**Exercise:** Nothing but a number belongs in the answer: the count of lines below that contain the word "Channel".

**Source data:**

****

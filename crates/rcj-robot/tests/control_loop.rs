use std::time::Duration;

use rcj_comm::{Channel, Radio, SupervisorMessage, TeamMessage, NO_BALL};
use rcj_core::{BallReading, ControllerSettings, RobotName, SonarValues, Vector2, Vector3};
use rcj_robot::{
    BallSensor, BehaviorKind, HeadingSource, PositionSource, RadioLink, RangeSensor,
    RobotController, RobotDevices, VelocityActuator, WheelSpeeds,
};

struct FakeBody {
    name: RobotName,
    position: Vector2,
    compass: Vector3,
    ball: Option<BallReading>,
    wheels: (f64, f64),
}

impl FakeBody {
    fn new(name: &str) -> Self {
        Self {
            name: name.parse().unwrap(),
            position: Vector2::new(0.0, 0.3),
            // heading zero
            compass: Vector3::new(-1.0, 0.0, 0.0),
            ball: None,
            wheels: (0.0, 0.0),
        }
    }
}

impl PositionSource for FakeBody {
    fn position(&self) -> Vector2 {
        self.position
    }
}

impl HeadingSource for FakeBody {
    fn compass_values(&self) -> Vector3 {
        self.compass
    }
}

impl RangeSensor for FakeBody {
    fn sonar(&self) -> SonarValues {
        SonarValues::default()
    }
}

impl BallSensor for FakeBody {
    fn ball_reading(&mut self) -> Option<BallReading> {
        self.ball.take()
    }
}

impl VelocityActuator for FakeBody {
    fn set_wheel_velocities(&mut self, left: f64, right: f64) {
        self.wheels = (left, right);
    }
}

impl RobotDevices for FakeBody {
    fn name(&self) -> RobotName {
        self.name
    }

    fn time(&self) -> f64 {
        0.0
    }
}

fn controller(radio: &Radio, body: &FakeBody, kind: BehaviorKind) -> RobotController {
    RobotController::new(
        body.name,
        kind,
        RadioLink::attach(radio, body.name),
        ControllerSettings::default(),
        Duration::from_millis(64),
    )
    .unwrap()
}

#[test_log::test]
fn searches_without_ball_and_broadcasts_sentinel() {
    let radio = Radio::lossless();
    let listener = radio.receiver(Channel::Team(rcj_core::TeamColor::Blue), "B listener");
    let mut body = FakeBody::new("B2");
    let mut ctrl = controller(&radio, &body, BehaviorKind::Striker);

    let report = ctrl.tick(&mut body);
    assert!(report.searching);
    assert_eq!(body.wheels, (-2.5, 2.5));

    let sent: Vec<TeamMessage> = listener.drain();
    assert_eq!(sent.len(), 1);
    assert_eq!(sent[0].sender_id, 2);
    assert_eq!((sent[0].ball_x, sent[0].ball_y), (NO_BALL, NO_BALL));
}

#[test_log::test]
fn chaser_drives_at_a_ball_ahead() {
    let radio = Radio::lossless();
    let mut body = FakeBody::new("Y1");
    body.ball = Some(BallReading {
        direction: Vector3::new(1.0, 0.0, 0.0),
        strength: 4.0,
    });
    let mut ctrl = controller(&radio, &body, BehaviorKind::Chaser);
    let report = ctrl.tick(&mut body);
    assert!(!report.searching);
    assert_eq!(body.wheels, (5.0, 5.0));
    let ball = ctrl.world().ball().position().unwrap();
    assert!((ball - Vector2::new(0.0, -0.2)).norm() < 1e-9);
}

#[test_log::test]
fn holds_while_waiting_for_kickoff() {
    let radio = Radio::lossless();
    let referee = radio.emitter(Channel::Supervisor);
    let mut body = FakeBody::new("B1");
    let mut ctrl = controller(&radio, &body, BehaviorKind::Chaser);

    referee.send(&SupervisorMessage {
        waiting_for_kickoff: true,
    });
    let report = ctrl.tick(&mut body);
    assert!(report.holding);
    assert_eq!(report.speeds, WheelSpeeds::STOP);

    // No new packet: still waiting
    assert!(ctrl.tick(&mut body).holding);

    referee.send(&SupervisorMessage {
        waiting_for_kickoff: false,
    });
    assert!(!ctrl.tick(&mut body).holding);
}

#[test_log::test]
fn teammate_ball_replaces_search() {
    let radio = Radio::lossless();
    let mut b1 = FakeBody::new("B1");
    let mut b3 = FakeBody::new("B3");
    b3.position = Vector2::new(0.3, 0.0);
    b3.ball = Some(BallReading {
        direction: Vector3::new(1.0, 0.0, 0.0),
        strength: 1.0 / 0.04,
    });
    let mut c1 = controller(&radio, &b1, BehaviorKind::Watcher);
    let mut c3 = controller(&radio, &b3, BehaviorKind::Chaser);

    c3.tick(&mut b3);
    let report = c1.tick(&mut b1);
    assert!(!report.searching);
    let ball = c1.world().ball().position().unwrap();
    assert!((ball - Vector2::new(0.3, -0.2)).norm() < 1e-6);
    let teammate = c1.world().robot(b3.name.id);
    assert!((teammate.position - Vector2::new(0.3, 0.0)).norm() < 1e-6);
}

#[test_log::test]
fn stop_between_ticks() {
    let radio = Radio::lossless();
    let mut body = FakeBody::new("Y3");
    let mut ctrl = controller(&radio, &body, BehaviorKind::Spinner);
    ctrl.tick(&mut body);
    assert_eq!(body.wheels, (10.0, -10.0));
    ctrl.after_step(&mut body);
    assert_eq!(body.wheels, (0.0, 0.0));
}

****

**Answer:** 3